Twenty years later Leo is a war hero and an officer in Stalin's feared MGB. His job is to 'investigate' denunciations which really means to arrest suspects, arrange torture to extract confessions and arrange for their imprisonment or execution. The system must be perfect which means that once a man is denounced he must be guilty. This is the perfect system for Leo's jealous underling, Vasily, to win promotion by denouncing his boss's wife. Demoted and sent away from Moscow, Leo and his wife start to investigate a series of child murders.

Thus this book is set in the paranoid last days of the Stalin regime (and the Beria regime after his death and the early days of the Khruschev regime after Kruschev's coup) and there is a lot of backbiting and betrayal but somehow I never felt the atmosphere of the novel recreated the sense of paranoia and suspicion and mistrust and general darkness that there must have been. 'Nobody can be trusted' is therefore more useful as a plot device that an ethos. Equally, Leo and his wife fall out because his job entails arresting, torturing and executing mostly innocent people but you don't get the feeling that this is a major flaw in his own character.

The plot is standard.
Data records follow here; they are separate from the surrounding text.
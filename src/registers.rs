//! Typed slot access on top of the FINS client.
//!
//! [`EquipmentRegisters`] turns a [`SlotOrder`] into one area write per field
//! and a whole read slot into one area read, decoding every field on the way
//! back. Field-level problems (a value that does not fit, a definition the
//! template lacks) fail only that field and are collected in the report.

use std::collections::BTreeMap;
use std::sync::Arc;

use serde::Serialize;
use thiserror::Error;

use crate::batch::{ComponentKind, NewBatch, Telemetry};
use crate::client::FinsClient;
use crate::error::FinsError;
use crate::marshal::{self, DataType, FieldValue, MarshalError, Reading};
use crate::memory_map::{FieldDefinition, FieldKey, MemoryMap, SlotId, SlotTemplate};

/// Errors raised by the register service.
#[derive(Debug, Error)]
pub enum RegisterError {
    /// The exchange itself failed.
    #[error(transparent)]
    Fins(#[from] FinsError),

    /// One field could not be marshalled.
    #[error("field {key}: {source}")]
    Marshal {
        /// Field concerned.
        key: FieldKey,
        /// Underlying marshalling error.
        source: MarshalError,
    },

    /// The slot template has no definition for the field.
    #[error("field {0} is not defined for this slot")]
    MissingField(FieldKey),

    /// Text longer than the field; the PLC would only see a prefix of it.
    #[error("field {key}: {len} characters exceed the {chars}-character field")]
    TextTooLong {
        /// Field concerned.
        key: FieldKey,
        /// Characters supplied.
        len: usize,
        /// Characters the field holds.
        chars: u16,
    },

    /// More components than the slot has positions for.
    #[error("{count} {kind:?} components exceed the {capacity} slot positions")]
    TooManyComponents {
        /// Solid or liquid.
        kind: ComponentKind,
        /// Components supplied.
        count: usize,
        /// Positions available.
        capacity: u8,
    },

    /// Not every field of a slot was written.
    #[error("partial write: {written}/{total} fields written, first failure: {first}")]
    PartialWrite {
        /// Fields written.
        written: usize,
        /// Fields attempted.
        total: usize,
        /// Description of the first failed field.
        first: String,
    },
}

/// Order payload written into one write slot.
#[derive(Debug, Clone, PartialEq, Serialize)]
pub struct SlotOrder {
    /// ERP work order.
    pub work_order: String,
    /// Target equipment.
    pub equipment: String,
    /// 1-based queue position.
    pub batch_number: u16,
    /// Planned finished weight.
    pub target_weight: f64,
    /// Planned solid quantities by position.
    pub solid: Vec<f64>,
    /// Planned liquid quantities by position.
    pub liquid: Vec<f64>,
}

impl SlotOrder {
    /// Builds the slot payload for a staged batch.
    pub fn from_batch(batch: &NewBatch) -> Self {
        let planned = |kind: ComponentKind| -> Vec<f64> {
            let mut lines: Vec<_> = batch.components.iter().filter(|c| c.kind == kind).collect();
            lines.sort_by_key(|c| c.index);
            lines.into_iter().map(|c| c.planned).collect()
        };
        Self {
            work_order: batch.work_order.clone(),
            equipment: batch.equipment.clone(),
            batch_number: batch.batch_number,
            target_weight: batch.target_weight,
            solid: planned(ComponentKind::Solid),
            liquid: planned(ComponentKind::Liquid),
        }
    }

    fn check_capacity(&self) -> Result<(), RegisterError> {
        for (kind, count) in [
            (ComponentKind::Solid, self.solid.len()),
            (ComponentKind::Liquid, self.liquid.len()),
        ] {
            if count > kind.capacity() as usize {
                return Err(RegisterError::TooManyComponents {
                    kind,
                    count,
                    capacity: kind.capacity(),
                });
            }
        }
        Ok(())
    }

    /// Encodes every field against `template` without touching the PLC.
    ///
    /// # Errors
    ///
    /// Returns the first field that would fail in
    /// [`EquipmentRegisters::write_slot`].
    pub fn check_encodable(&self, template: &SlotTemplate) -> Result<(), RegisterError> {
        self.check_capacity()?;
        for (key, value) in self.field_values() {
            let field = template.field(key).ok_or(RegisterError::MissingField(key))?;
            encode_field(field, &value)?;
        }
        Ok(())
    }

    /// Every field value of the slot. Unused component positions are zero.
    pub fn field_values(&self) -> Vec<(FieldKey, FieldValue)> {
        let mut values = vec![
            (FieldKey::WorkOrder, FieldValue::Text(self.work_order.clone())),
            (FieldKey::Equipment, FieldValue::Text(self.equipment.clone())),
            (FieldKey::BatchNumber, FieldValue::Bcd(self.batch_number)),
            (FieldKey::TargetWeight, FieldValue::Real(self.target_weight)),
        ];
        for (kind, planned) in [
            (ComponentKind::Solid, &self.solid),
            (ComponentKind::Liquid, &self.liquid),
        ] {
            for n in 1..=kind.capacity() {
                let quantity = planned.get(n as usize - 1).copied().unwrap_or(0.0);
                values.push((kind.planned_key(n), FieldValue::Real(quantity)));
            }
        }
        let count = (self.solid.len() + self.liquid.len()) as u16;
        values.push((FieldKey::ComponentCount, FieldValue::Bcd(count)));
        values
    }
}

/// Failure report read from the failure slot.
#[derive(Debug, Clone, Default, PartialEq, Serialize)]
pub struct FaultReport {
    /// Equipment that failed.
    pub equipment: Option<String>,
    /// PLC fault code.
    pub fault_code: Option<u16>,
    /// Fault description.
    pub fault_text: Option<String>,
    /// Downtime in minutes.
    pub downtime_minutes: Option<f64>,
}

/// Decoded contents of one slot.
#[derive(Debug, Clone)]
pub struct SlotReading {
    /// Slot read.
    pub slot: SlotId,
    /// Successfully decoded fields.
    pub readings: BTreeMap<FieldKey, Reading>,
    /// Fields that failed to decode.
    pub failures: Vec<(FieldKey, MarshalError)>,
}

impl SlotReading {
    /// Returns the reading of `key`, if it decoded.
    pub fn get(&self, key: FieldKey) -> Option<&Reading> {
        self.readings.get(&key)
    }

    fn real(&self, key: FieldKey) -> Option<f64> {
        self.get(key).and_then(Reading::as_real)
    }

    fn text(&self, key: FieldKey) -> Option<String> {
        self.get(key).and_then(Reading::as_text).map(str::to_string)
    }

    fn bcd(&self, key: FieldKey) -> Option<u16> {
        self.get(key).and_then(Reading::as_bcd)
    }

    fn flag(&self, key: FieldKey) -> Option<bool> {
        self.get(key).and_then(Reading::as_bool)
    }

    /// Assembles telemetry from a read slot.
    pub fn telemetry(&self) -> Telemetry {
        let mut actuals = Vec::new();
        for kind in [ComponentKind::Solid, ComponentKind::Liquid] {
            for n in 1..=kind.capacity() {
                if let Some(quantity) = self.real(kind.actual_key(n)) {
                    actuals.push((kind, n, quantity));
                }
            }
        }
        Telemetry {
            work_order: self.text(FieldKey::WorkOrder),
            batch_number: self.bcd(FieldKey::BatchNumber),
            manufacturing_complete: self.flag(FieldKey::ManufacturingComplete),
            operation_failed: self.flag(FieldKey::OperationFailed),
            actual_weight: self.real(FieldKey::ActualWeight),
            actuals,
            progress: self.real(FieldKey::Progress),
            stage_code: self.bcd(FieldKey::StageCode),
        }
    }

    /// Assembles a fault report from the failure slot.
    pub fn fault_report(&self) -> FaultReport {
        FaultReport {
            equipment: self.text(FieldKey::Equipment),
            fault_code: self.bcd(FieldKey::FaultCode),
            fault_text: self.text(FieldKey::FaultText),
            downtime_minutes: self.real(FieldKey::Downtime),
        }
    }
}

/// One field that could not be written.
#[derive(Debug, Clone, Serialize)]
pub struct FieldFailure {
    /// Field concerned.
    pub key: FieldKey,
    /// What went wrong.
    pub error: String,
}

/// Outcome of writing one slot.
#[derive(Debug, Clone, Serialize)]
pub struct WriteReport {
    /// Slot written.
    pub slot: SlotId,
    /// Fields attempted.
    pub total: usize,
    /// Fields written.
    pub written: usize,
    /// Fields that failed.
    pub failures: Vec<FieldFailure>,
}

impl WriteReport {
    /// Returns whether every field was written.
    pub fn is_complete(&self) -> bool {
        self.failures.is_empty() && self.written == self.total
    }

    /// Turns any failed field into [`RegisterError::PartialWrite`].
    pub fn into_result(self) -> Result<Self, RegisterError> {
        match self.failures.first() {
            None => Ok(self),
            Some(first) => Err(RegisterError::PartialWrite {
                written: self.written,
                total: self.total,
                first: format!("{}: {}", first.key, first.error),
            }),
        }
    }
}

/// Slot-level reads and writes against one PLC.
#[derive(Debug, Clone)]
pub struct EquipmentRegisters {
    client: Arc<FinsClient>,
    map: Arc<MemoryMap>,
}
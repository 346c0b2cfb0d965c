use std::path::PathBuf;
use std::process::ExitCode;
use std::sync::Arc;

use anyhow::Context;
use clap::{Parser, Subcommand};
use tokio_util::sync::CancellationToken;
use tracing::{info, warn};

use fins_gateway::config::GatewayConfig;
use fins_gateway::erp::{ErpClient, HttpErpClient};
use fins_gateway::handshake::Handshake;
use fins_gateway::memory_map::{MemoryMap, SlotId};
use fins_gateway::ops::{self, OpResponse, Operation};
use fins_gateway::orchestrator::{Orchestrator, TaskKind};
use fins_gateway::registers::EquipmentRegisters;
use fins_gateway::scheduler::Scheduler;
use fins_gateway::store::BatchStore;
use fins_gateway::{logging, FinsClient, SimulatedPlc, UdpTransport};

#[derive(Debug, Parser)]
#[command(name = "fins-gateway", version, about = "PLC to ERP batch gateway")]
struct Cli {
    /// Configuration file.
    #[arg(short, long, env = "FINS_GATEWAY_CONFIG")]
    config: Option<PathBuf>,

    #[command(subcommand)]
    command: Command,
}

#[derive(Debug, Subcommand)]
enum Command {
    /// Run every task on its schedule until interrupted.
    Run,
    /// Run one task now (intake, telemetry, settlement, health, retention, fault-scan).
    Trigger { task: String },
    /// List active batches.
    Status,
    /// List batches the PLC reported as failed.
    Failed,
    /// List archived batches.
    History {
        #[arg(long, default_value_t = 20)]
        limit: u32,
    },
    /// Retry settlement or cancellation of one batch.
    Retry { work_order: String },
    /// Cancel one unfinished batch.
    Cancel { work_order: String },
    /// Archive every active batch as failed.
    ClearActive,
    /// Print the PLC memory map.
    ShowMap,
}

#[tokio::main]
async fn main() -> anyhow::Result<ExitCode> {
    let cli = Cli::parse();
    let config = GatewayConfig::load(cli.config.as_deref())?;
    let _log_guard = logging::init(&config.logging)?;

    let orchestrator = Arc::new(bootstrap(&config).await?);

    let op = match cli.command {
        Command::Run => {
            run(orchestrator, &config).await;
            return Ok(ExitCode::SUCCESS);
        }
        Command::Trigger { task } => match task.parse::<TaskKind>() {
            Ok(kind) => Operation::Trigger(kind),
            Err(e) => return print(OpResponse::failed(e.to_string())),
        },
        Command::Status => Operation::Status,
        Command::Failed => Operation::Failed,
        Command::History { limit } => Operation::History { limit },
        Command::Retry { work_order } => Operation::Retry(work_order),
        Command::Cancel { work_order } => Operation::Cancel(work_order),
        Command::ClearActive => Operation::ClearActive,
        Command::ShowMap => Operation::ShowMap,
    };

    print(ops::execute(&orchestrator, op).await)
}

fn print(response: OpResponse) -> anyhow::Result<ExitCode> {
    println!("{}", serde_json::to_string_pretty(&response)?);
    Ok(if response.success {
        ExitCode::SUCCESS
    } else {
        ExitCode::FAILURE
    })
}

async fn bootstrap(config: &GatewayConfig) -> anyhow::Result<Orchestrator> {
    let map = MemoryMap::standard();
    map.validate().context("memory map is inconsistent")?;
    info!(layout = map.version, "memory map validated");

    let (source, destination) = (config.plc.source(), config.plc.destination());
    let client = if config.plc.simulate {
        warn!("plc.simulate is set; using the in-process PLC simulator");
        FinsClient::new(simulated_plc(&map)?, source, destination)
    } else {
        let addr = config.plc.socket_addr();
        let transport = UdpTransport::connect(addr, config.plc.timeout())
            .await
            .with_context(|| format!("failed to open FINS socket to {addr}"))?;
        FinsClient::new(transport, source, destination)
    };
    info!(plc = ?client, "FINS client ready");

    let registers = EquipmentRegisters::new(Arc::new(client), Arc::new(map));
    let handshake = Handshake::new(registers, config.retry_policy());

    let store = BatchStore::open(&config.database.path)
        .await
        .with_context(|| format!("failed to open {}", config.database.path.display()))?;

    let erp: Arc<dyn ErpClient> = Arc::new(HttpErpClient::new(config.erp_settings())?);

    Ok(Orchestrator::new(
        store,
        handshake,
        erp,
        config.orchestrator_settings(),
    ))
}

/// A simulator whose channels start in the idle state: write slots
/// released, nothing waiting to be read.
fn simulated_plc(map: &MemoryMap) -> anyhow::Result<SimulatedPlc> {
    let plc = SimulatedPlc::new();
    plc.set_word(map.write_flag, 1);
    plc.set_word(map.failure_flag, 1);
    for slot in 0..map.read_slots {
        plc.set_word(map.flag_address(SlotId::Read(slot))?, 1);
    }
    Ok(plc)
}

async fn run(orchestrator: Arc<Orchestrator>, config: &GatewayConfig) {
    let shutdown = CancellationToken::new();
    let schedule = config.schedule.clone();
    let scheduler = Scheduler::new(orchestrator, move |kind| schedule.interval(kind));
    let loops = tokio::spawn(scheduler.run(shutdown.clone()));

    match tokio::signal::ctrl_c().await {
        Ok(()) => info!("shutdown requested"),
        Err(e) => warn!(error = %e, "cannot listen for ctrl-c; shutting down"),
    }
    shutdown.cancel();
    if let Err(e) = loops.await {
        warn!(error = %e, "scheduler did not stop cleanly");
    }
}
It is not a whodunnit in any sense of the word: there are no clever deductions by the detective: he works out, long after the reader, that the killer of many children in different towns often near railway tracks must be a man who has access to travel. All he then has to do is to work our which two factories regularly exchange people and scan their personnel files. He's still late. We have been introduced to the killer half way through the book. The odd peculiarities of the killer's MO are never properly explained and even the final twist I anticipated long before it came.

I also hated the writing. The author uses the word 'would've' with distressing frequency, not in a dialogue nor even as characterised PoV narration but in the standard author voice.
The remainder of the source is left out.